I am a chemist, and can assure the chemists considering this book that the science is accurate. It's not the standard sugar-coated fare that appears on television. Likewise, a non-scientist will be able to easily understand the material because Schwarcz never resorts to lingo without first explaining it (for "proof" I point to my mother, who was an English major in university and who enjoyed the parts of the book she's read). Therefore, this book can be recommended to the widest audience, and all will find it informative and enjoyable.
19 of 19 people found the following review helpful
Great Science for Non-Scientists 11 May 2000
By Don Platt - Published on Amazon.com
Format: Paperback
The sub-title says it right: "Digestible Commentaries." The writing style is informative, entertaining and always illuminating. The narratives on diet, in particular, are very applicable to daily life. He does an excellent job of debunking the myths of "chemical content" in our lives and consistently makes the point that "chemical" is not a dirty word! A great and easy read.
7 of 7 people found the following review helpful
Excellent all-round entertaining read. 1 Aug. 2004
By Robin - Published on Amazon.com
Format: Paperback
Surprisingly, a book about science that is unbiased, very informative and an easy and enjoyable read!

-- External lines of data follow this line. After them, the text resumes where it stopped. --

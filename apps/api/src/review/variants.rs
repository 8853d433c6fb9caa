use serde::{Deserialize, Serialize};

use crate::models::variant::GeneratedVariant;

/// Fields the merchant may rewrite during review.
#[derive(Debug, Clone, Copy, PartialEq, Eq, Serialize, Deserialize)]
#[serde(rename_all = "snake_case")]
pub enum VariantField {
    Headline,
    PrimaryText,
    Description,
}

/// A generated variant plus the merchant's overrides.
///
/// Overrides start out equal to the generated text. Every read prefers the override.
#[derive(Debug, Clone, PartialEq, Serialize)]
pub struct EditableVariant {
    pub original: GeneratedVariant,
    pub edited_headline: Option<String>,
    pub edited_primary_text: Option<String>,
    pub edited_description: Option<String>,
}

impl EditableVariant {
    pub fn new(original: GeneratedVariant) -> Self {
        Self {
            edited_headline: Some(original.headline.clone()),
            edited_primary_text: Some(original.primary_text.clone()),
            edited_description: original.description.clone(),
            original,
        }
    }

    pub fn id(&self) -> &str {
        &self.original.id
    }

    pub fn headline(&self) -> &str {
        self.edited_headline
            .as_deref()
            .unwrap_or(&self.original.headline)
    }

    pub fn primary_text(&self) -> &str {
        self.edited_primary_text
            .as_deref()
            .unwrap_or(&self.original.primary_text)
    }

    pub fn description(&self) -> Option<&str> {
        self.edited_description
            .as_deref()
            .or(self.original.description.as_deref())
    }

    pub fn get(&self, field: VariantField) -> Option<&str> {
        match field {
            VariantField::Headline => Some(self.headline()),
            VariantField::PrimaryText => Some(self.primary_text()),
            VariantField::Description => self.description(),
        }
    }

    pub fn set(&mut self, field: VariantField, value: String) {
        match field {
            VariantField::Headline => self.edited_headline = Some(value),
            VariantField::PrimaryText => self.edited_primary_text = Some(value),
            VariantField::Description => self.edited_description = Some(value),
        }
    }

    pub fn is_edited(&self) -> bool {
        self.headline() != self.original.headline
            || self.primary_text() != self.original.primary_text
            || self.description() != self.original.description.as_deref()
    }
}

#[cfg(test)]
mod tests {
    use super::*;
    use crate::upstream::fake::sample_variant;

    #[test]
    fn test_new_variant_overrides_equal_originals() {
        let variant = EditableVariant::new(sample_variant(1));
        assert_eq!(variant.edited_headline.as_deref(), Some("Headline 1"));
        assert_eq!(variant.edited_primary_text.as_deref(), Some("Primary text 1"));
        assert_eq!(variant.edited_description.as_deref(), Some("Description 1"));
        assert!(!variant.is_edited());
    }

    #[test]
    fn test_set_then_get_round_trips() {
        let mut variant = EditableVariant::new(sample_variant(1));
        for field in [
            VariantField::Headline,
            VariantField::PrimaryText,
            VariantField::Description,
        ] {
            for value in ["New copy", "", "  padded  "] {
                variant.set(field, value.to_string());
                assert_eq!(variant.get(field), Some(value));
            }
        }
        assert!(variant.is_edited());
    }

    #[test]
    fn test_reads_fall_back_to_original_without_override() {
        let mut variant = EditableVariant::new(sample_variant(2));
        variant.edited_headline = None;
        variant.edited_description = None;
        assert_eq!(variant.headline(), "Headline 2");
        assert_eq!(variant.description(), Some("Description 2"));
    }

    #[test]
    fn test_description_can_be_added_when_original_has_none() {
        let mut original = sample_variant(1);
        original.description = None;
        let mut variant = EditableVariant::new(original);
        assert_eq!(variant.description(), None);
        variant.set(VariantField::Description, "Free shipping".to_string());
        assert_eq!(variant.description(), Some("Free shipping"));
    }
}
use axum::{
    extract::{Path, Query, State},
    Json,
};
use serde::Deserialize;
use uuid::Uuid;

use crate::errors::AppError;
use crate::models::platform::{AdAccount, Campaign};
use crate::platforms::{self, TargetUpdate};
use crate::session::SessionView;
use crate::state::AppState;

#[derive(Debug, Deserialize)]
pub struct CampaignParams {
    #[serde(default)]
    pub ad_account_id: String,
}

/// GET /api/v1/platforms/ad-accounts
pub async fn handle_ad_accounts(
    State(state): State<AppState>,
) -> Result<Json<Vec<AdAccount>>, AppError> {
    let accounts = platforms::ad_accounts(state.backend.as_ref()).await?;
    Ok(Json(accounts))
}

/// GET /api/v1/platforms/campaigns?ad_account_id=
pub async fn handle_campaigns(
    State(state): State<AppState>,
    Query(params): Query<CampaignParams>,
) -> Result<Json<Vec<Campaign>>, AppError> {
    let campaigns = platforms::campaigns(state.backend.as_ref(), &params.ad_account_id).await?;
    Ok(Json(campaigns))
}

/// PUT /api/v1/sessions/:id/cross-post
///
/// Chooses the ad account and campaign used when a saved ad is also published.
pub async fn handle_set_cross_post_target(
    State(state): State<AppState>,
    Path(session_id): Path<Uuid>,
    Json(update): Json<TargetUpdate>,
) -> Result<Json<SessionView>, AppError> {
    let view = state
        .sessions
        .update(session_id, |session| {
            session.cross_post.apply(update)?;
            Ok(session.view())
        })
        .await?;
    Ok(Json(view))
}
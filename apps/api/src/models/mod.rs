pub mod brand_voice;
pub mod catalog;
pub mod generation;
pub mod library;
pub mod platform;
pub mod variant;
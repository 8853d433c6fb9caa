use chrono::{DateTime, Utc};
use serde::{Deserialize, Serialize};

use crate::models::generation::{Goal, Platform};

/// Lifecycle status of a saved ad.
///
/// draft → active → paused → {active | archived}; archived is terminal.
#[derive(Debug, Clone, Copy, PartialEq, Eq, Hash, Serialize, Deserialize)]
#[serde(rename_all = "snake_case")]
pub enum AdStatus {
    Draft,
    Active,
    Paused,
    Archived,
}

impl AdStatus {
    pub fn can_transition_to(self, next: AdStatus) -> bool {
        matches!(
            (self, next),
            (AdStatus::Draft, AdStatus::Active)
                | (AdStatus::Active, AdStatus::Paused)
                | (AdStatus::Paused, AdStatus::Active)
                | (AdStatus::Paused, AdStatus::Archived)
        )
    }

    pub fn is_terminal(self) -> bool {
        self == AdStatus::Archived
    }

    pub fn as_str(self) -> &'static str {
        match self {
            AdStatus::Draft => "draft",
            AdStatus::Active => "active",
            AdStatus::Paused => "paused",
            AdStatus::Archived => "archived",
        }
    }
}

/// Snapshot of the product an ad was generated for, frozen at save time.
#[derive(Debug, Clone, PartialEq, Serialize, Deserialize)]
#[serde(rename_all = "camelCase")]
pub struct ProductSnapshot {
    pub id: String,
    pub title: String,
    #[serde(default)]
    pub price: Option<f64>,
    #[serde(default)]
    pub image_url: Option<String>,
}

#[derive(Debug, Clone, Default, PartialEq, Serialize, Deserialize)]
#[serde(rename_all = "camelCase")]
pub struct AdMetrics {
    #[serde(default)]
    pub impressions: u64,
    #[serde(default)]
    pub clicks: u64,
    #[serde(default)]
    pub conversions: u64,
    #[serde(default)]
    pub spend: f64,
    #[serde(default)]
    pub revenue: f64,
}

impl AdMetrics {
    pub fn ctr(&self) -> f64 {
        ratio(self.clicks as f64, self.impressions as f64)
    }

    pub fn conversion_rate(&self) -> f64 {
        ratio(self.conversions as f64, self.clicks as f64)
    }

    pub fn cost_per_click(&self) -> f64 {
        ratio(self.spend, self.clicks as f64)
    }

    pub fn roas(&self) -> f64 {
        ratio(self.revenue, self.spend)
    }
}

fn ratio(numerator: f64, denominator: f64) -> f64 {
    if denominator > 0.0 {
        numerator / denominator
    } else {
        0.0
    }
}

/// A persisted ad in the merchant's library.
#[derive(Debug, Clone, PartialEq, Serialize, Deserialize)]
#[serde(rename_all = "camelCase")]
pub struct AdLibraryItem {
    pub id: String,
    #[serde(default)]
    pub shop_id: String,
    pub status: AdStatus,
    pub headline: String,
    pub body: String,
    #[serde(default)]
    pub description: Option<String>,
    pub cta: String,
    pub platform: Platform,
    pub goal: Goal,
    #[serde(default)]
    pub image_urls: Vec<String>,
    #[serde(default)]
    pub product: Option<ProductSnapshot>,
    #[serde(default)]
    pub metrics: AdMetrics,
    pub created_at: DateTime<Utc>,
    pub updated_at: DateTime<Utc>,
}

/// Derived ratios returned next to each library item.
#[derive(Debug, Clone, Serialize)]
pub struct MetricRatios {
    pub ctr: f64,
    pub conversion_rate: f64,
    pub cost_per_click: f64,
    pub roas: f64,
}

impl From<&AdMetrics> for MetricRatios {
    fn from(m: &AdMetrics) -> Self {
        Self {
            ctr: m.ctr(),
            conversion_rate: m.conversion_rate(),
            cost_per_click: m.cost_per_click(),
            roas: m.roas(),
        }
    }
}

/// Body of `POST /library`.
#[derive(Debug, Clone, PartialEq, Serialize)]
#[serde(rename_all = "camelCase")]
pub struct SaveAdRequest {
    pub shop_id: String,
    pub headline: String,
    pub body: String,
    #[serde(skip_serializing_if = "Option::is_none")]
    pub description: Option<String>,
    pub cta: String,
    pub platform: Platform,
    pub goal: Goal,
    pub image_urls: Vec<String>,
    #[serde(skip_serializing_if = "Option::is_none")]
    pub product: Option<ProductSnapshot>,
    pub status: AdStatus,
    pub variant_type: String,
    pub predicted_score: f64,
}

/// Body of `POST /facebook/create-ad`.
#[derive(Debug, Clone, PartialEq, Serialize)]
#[serde(rename_all = "camelCase")]
pub struct CrossPostRequest {
    pub ad_id: String,
    pub ad_account_id: String,
    pub campaign_id: String,
}

#[derive(Debug, Clone, PartialEq, Serialize, Deserialize)]
#[serde(rename_all = "camelCase")]
pub struct CrossPostReceipt {
    pub external_ad_id: String,
}

#[cfg(test)]
mod tests {
    use super::*;

    #[test]
    fn test_lifecycle_allows_documented_transitions() {
        assert!(AdStatus::Draft.can_transition_to(AdStatus::Active));
        assert!(AdStatus::Active.can_transition_to(AdStatus::Paused));
        assert!(AdStatus::Paused.can_transition_to(AdStatus::Active));
        assert!(AdStatus::Paused.can_transition_to(AdStatus::Archived));
    }

    #[test]
    fn test_archived_is_terminal() {
        assert!(AdStatus::Archived.is_terminal());
        for next in [AdStatus::Draft, AdStatus::Active, AdStatus::Paused, AdStatus::Archived] {
            assert!(!AdStatus::Archived.can_transition_to(next));
        }
    }

    #[test]
    fn test_lifecycle_rejects_skips_and_self_transitions() {
        assert!(!AdStatus::Draft.can_transition_to(AdStatus::Paused));
        assert!(!AdStatus::Draft.can_transition_to(AdStatus::Archived));
        assert!(!AdStatus::Active.can_transition_to(AdStatus::Draft));
        assert!(!AdStatus::Active.can_transition_to(AdStatus::Active));
    }

    #[test]
    fn test_ratios_are_zero_with_empty_denominators() {
        let metrics = AdMetrics::default();
        assert_eq!(metrics.ctr(), 0.0);
        assert_eq!(metrics.conversion_rate(), 0.0);
        assert_eq!(metrics.cost_per_click(), 0.0);
        assert_eq!(metrics.roas(), 0.0);
    }

    #[test]
    fn test_ratios_compute_from_counts() {
        let metrics = AdMetrics {
            impressions: 1000,
            clicks: 50,
            conversions: 5,
            spend: 25.0,
            revenue: 100.0,
        };
        assert!((metrics.ctr() - 0.05).abs() < f64::EPSILON);
        assert!((metrics.conversion_rate() - 0.1).abs() < f64::EPSILON);
        assert!((metrics.cost_per_click() - 0.5).abs() < f64::EPSILON);
        assert!((metrics.roas() - 4.0).abs() < f64::EPSILON);
    }
}
use serde::{Deserialize, Serialize};

use crate::models::generation::ProductRef;

#[derive(Debug, Clone, PartialEq, Serialize, Deserialize)]
#[serde(rename_all = "camelCase")]
pub struct ProductImage {
    pub url: String,
    #[serde(default)]
    pub alt: Option<String>,
}

/// A store product as returned by the catalog search.
#[derive(Debug, Clone, PartialEq, Serialize, Deserialize)]
#[serde(rename_all = "camelCase")]
pub struct Product {
    pub id: String,
    pub title: String,
    #[serde(default)]
    pub description: Option<String>,
    #[serde(default)]
    pub price: Option<f64>,
    #[serde(default)]
    pub images: Vec<ProductImage>,
}

impl Product {
    pub fn has_image(&self, url: &str) -> bool {
        self.images.iter().any(|i| i.url == url)
    }

    pub fn to_ref(&self) -> ProductRef {
        ProductRef {
            id: self.id.clone(),
            title: self.title.clone(),
            price: self.price,
        }
    }
}

#[derive(Debug, Clone, Default, Serialize, Deserialize)]
#[serde(rename_all = "camelCase")]
pub struct ProductPage {
    pub products: Vec<Product>,
    #[serde(default)]
    pub has_more: bool,
}
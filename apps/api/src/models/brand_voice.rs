use serde::{Deserialize, Serialize};

/// Body of `POST /brand-voice/generate`.
#[derive(Debug, Clone, Serialize)]
#[serde(rename_all = "camelCase")]
pub struct BrandVoiceRequest {
    pub shop_id: String,
    pub samples: Vec<String>,
}

/// `data` payload of a successful `POST /brand-voice/generate`.
#[derive(Debug, Clone, PartialEq, Serialize, Deserialize)]
#[serde(rename_all = "camelCase")]
pub struct GeneratedVoice {
    pub summary: String,
    #[serde(default)]
    pub tone_attributes: Vec<String>,
}
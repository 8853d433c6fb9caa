//! Axum route handlers for session lifecycle.

use std::time::Duration;

use axum::{
    extract::{Path, State},
    http::StatusCode,
    Json,
};
use serde::Deserialize;
use uuid::Uuid;

use crate::errors::AppError;
use crate::session::SessionView;
use crate::state::AppState;

#[derive(Debug, Deserialize)]
pub struct CreateSessionRequest {
    pub shop_id: String,
}

/// POST /api/v1/sessions
pub async fn handle_create_session(
    State(state): State<AppState>,
    Json(request): Json<CreateSessionRequest>,
) -> Result<(StatusCode, Json<SessionView>), AppError> {
    let shop_id = request.shop_id.trim();
    if shop_id.is_empty() {
        return Err(AppError::Validation("shop_id cannot be empty".to_string()));
    }
    let view = state
        .sessions
        .create(
            shop_id,
            Duration::from_millis(state.config.search_debounce_ms),
        )
        .await;
    Ok((StatusCode::CREATED, Json(view)))
}

/// GET /api/v1/sessions/:id
pub async fn handle_get_session(
    State(state): State<AppState>,
    Path(session_id): Path<Uuid>,
) -> Result<Json<SessionView>, AppError> {
    Ok(Json(state.sessions.view(session_id).await?))
}

/// DELETE /api/v1/sessions/:id
pub async fn handle_delete_session(
    State(state): State<AppState>,
    Path(session_id): Path<Uuid>,
) -> Result<StatusCode, AppError> {
    state.sessions.remove(session_id).await?;
    Ok(StatusCode::NO_CONTENT)
}

/// DELETE /api/v1/sessions/:id/banner
pub async fn handle_dismiss_banner(
    State(state): State<AppState>,
    Path(session_id): Path<Uuid>,
) -> Result<Json<SessionView>, AppError> {
    let view = state
        .sessions
        .update(session_id, |session| {
            session.banner = None;
            Ok(session.view())
        })
        .await?;
    Ok(Json(view))
}
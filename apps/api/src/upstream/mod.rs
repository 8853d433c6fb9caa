/// Upstream client: the single point of entry for every call to the store backend
/// (generation, ad library, product catalog, ad platform, brand voice).
///
/// RULE: handlers and workflow code never build HTTP requests themselves.
/// They go through `StudioBackend`, whose HTTP implementation sits on this client.
///
/// Only idempotent GETs are retried. Mutating calls are sent exactly once.
use std::time::Duration;

use reqwest::{Client, Method, RequestBuilder, StatusCode};
use serde::{de::DeserializeOwned, Deserialize, Serialize};
use thiserror::Error;
use tracing::{debug, warn};

pub mod backend;
#[cfg(test)]
pub mod fake;

pub use backend::{HttpBackend, StudioBackend};

const MAX_RETRIES: u32 = 3;
const BASE_BACKOFF_MS: u64 = 1000;
const FALLBACK_MESSAGE: &str = "Something went wrong. Please try again.";

#[derive(Debug, Error)]
pub enum UpstreamError {
    #[error("HTTP error: {0}")]
    Http(#[from] reqwest::Error),

    #[error("API error (status {status}): {message}")]
    Api { status: u16, message: String },

    /// The endpoint answered `{ "success": false, "error": { "message" } }`.
    #[error("Request rejected: {message}")]
    Rejected { message: String },

    #[error("JSON parse error: {0}")]
    Parse(#[from] serde_json::Error),

    #[error("Upstream returned no data")]
    EmptyData,

    #[error("Rate limited after {retries} retries")]
    RateLimited { retries: u32 },
}

impl UpstreamError {
    /// Message suitable for a banner: the server-supplied text when there is one,
    /// a generic fallback otherwise.
    pub fn user_message(&self) -> String {
        match self {
            UpstreamError::Rejected { message } | UpstreamError::Api { message, .. }
                if !message.trim().is_empty() =>
            {
                message.clone()
            }
            _ => FALLBACK_MESSAGE.to_string(),
        }
    }

    /// Same as `user_message`, but with a caller-chosen fallback.
    pub fn message_or(&self, fallback: &str) -> String {
        match self {
            UpstreamError::Rejected { message } | UpstreamError::Api { message, .. }
                if !message.trim().is_empty() =>
            {
                message.clone()
            }
            _ => fallback.to_string(),
        }
    }
}

/// Response envelope shared by every upstream endpoint.
#[derive(Debug, Deserialize)]
pub struct Envelope<T> {
    #[serde(default)]
    pub success: bool,
    pub data: Option<T>,
    pub error: Option<ErrorBody>,
}

#[derive(Debug, Deserialize)]
pub struct ErrorBody {
    #[serde(default)]
    pub message: String,
}

impl<T> Envelope<T> {
    pub fn into_result(self) -> Result<T, UpstreamError> {
        if !self.success {
            return Err(UpstreamError::Rejected {
                message: self.error.map(|e| e.message).unwrap_or_default(),
            });
        }
        self.data.ok_or(UpstreamError::EmptyData)
    }
}

#[derive(Clone)]
pub struct UpstreamClient {
    client: Client,
    base_url: String,
    api_key: Option<String>,
}

impl UpstreamClient {
    pub fn new(base_url: impl Into<String>, api_key: Option<String>, timeout: Duration) -> Self {
        let base_url: String = base_url.into();
        Self {
            client: Client::builder()
                .timeout(timeout)
                .build()
                .expect("Failed to build HTTP client"),
            base_url: base_url.trim_end_matches('/').to_string(),
            api_key,
        }
    }

    fn request(&self, method: Method, path: &str) -> RequestBuilder {
        let builder = self
            .client
            .request(method, format!("{}{}", self.base_url, path));
        match &self.api_key {
            Some(key) => builder.bearer_auth(key),
            None => builder,
        }
    }

    /// GET a read-only resource.
    /// Retries on 429 and 5xx with exponential backoff.
    pub async fn get<T: DeserializeOwned>(
        &self,
        path: &str,
        query: &[(&str, String)],
    ) -> Result<T, UpstreamError> {
        let mut last_error: Option<UpstreamError> = None;

        for attempt in 0..MAX_RETRIES {
            if attempt > 0 {
                // Exponential backoff: 1s, 2s
                let delay = Duration::from_millis(BASE_BACKOFF_MS * (1 << (attempt - 1)));
                warn!(
                    "GET {} attempt {} failed, retrying after {}ms...",
                    path,
                    attempt,
                    delay.as_millis()
                );
                tokio::time::sleep(delay).await;
            }

            let response = match self.request(Method::GET, path).query(query).send().await {
                Ok(r) => r,
                Err(e) => {
                    last_error = Some(UpstreamError::Http(e));
                    continue;
                }
            };

            let status = response.status();
            if status == StatusCode::TOO_MANY_REQUESTS || status.is_server_error() {
                let body = response.text().await.unwrap_or_default();
                warn!("GET {} returned {}: {}", path, status, body);
                last_error = Some(UpstreamError::Api {
                    status: status.as_u16(),
                    message: error_message(&body, status),
                });
                continue;
            }

            return decode(path, response).await;
        }

        Err(last_error.unwrap_or(UpstreamError::RateLimited {
            retries: MAX_RETRIES,
        }))
    }

    /// Sends a mutating request exactly once.
    pub async fn send<B, T>(&self, method: Method, path: &str, body: &B) -> Result<T, UpstreamError>
    where
        B: Serialize + ?Sized,
        T: DeserializeOwned,
    {
        let response = self.request(method, path).json(body).send().await?;
        decode(path, response).await
    }
}

async fn decode<T: DeserializeOwned>(
    path: &str,
    response: reqwest::Response,
) -> Result<T, UpstreamError> {
    let status = response.status();
    let body = response.text().await?;

    if !status.is_success() {
        return Err(UpstreamError::Api {
            status: status.as_u16(),
            message: error_message(&body, status),
        });
    }

    let envelope: Envelope<T> = serde_json::from_str(&body)?;
    debug!("{} answered success={}", path, envelope.success);
    envelope.into_result()
}

/// Pulls `error.message` out of an error body, falling back to the status reason.
fn error_message(body: &str, status: StatusCode) -> String {
    serde_json::from_str::<Envelope<serde_json::Value>>(body)
        .ok()
        .and_then(|e| e.error)
        .map(|e| e.message)
        .filter(|m| !m.trim().is_empty())
        .unwrap_or_else(|| {
            status
                .canonical_reason()
                .unwrap_or("Upstream request failed")
                .to_string()
        })
}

I would most definitely recommend this book to anybody with an interest in not just science and chemistry but also to those who wonder how modern society got to where it is. You'll find information about everyday items found around the house and in the workplace that is insightful, interesting and applicable to everybody. Not to mention the added bonus of being able to surprise your acquaintances with fascinating small talk! A surefire pleasing read for anyone.
5 of 5 people found the following review helpful
Absolutely wonderful!!! 6 Aug. 2003
By ----neal M. Shaw - Published on Amazon.com
Format: Paperback
This is perfect for anyone interested in how various products were developed, health aspects of chemistry, or the history of various chemical discoveries. As a high school science teacher I am always looking for anecdotes regarding various science topics. This is perfect!! Lots of fun!
Thanks Joe.
1 of 1 people found the following review helpful
An Entertaining and Informative Read 27 Dec. 2007
By mdw3437 - Published on Amazon.com
Format: Paperback
I've read several books by this author, and I'm always impressed by his way of making chemistry (a subject I never understood in school) interesting and fun. This book did not disappoint--it was as good as his other books. You don't have to read this book in one sitting, either. I tend to read a chapter a night, and since each section is on a different topic, I don't feel like I've lost my place.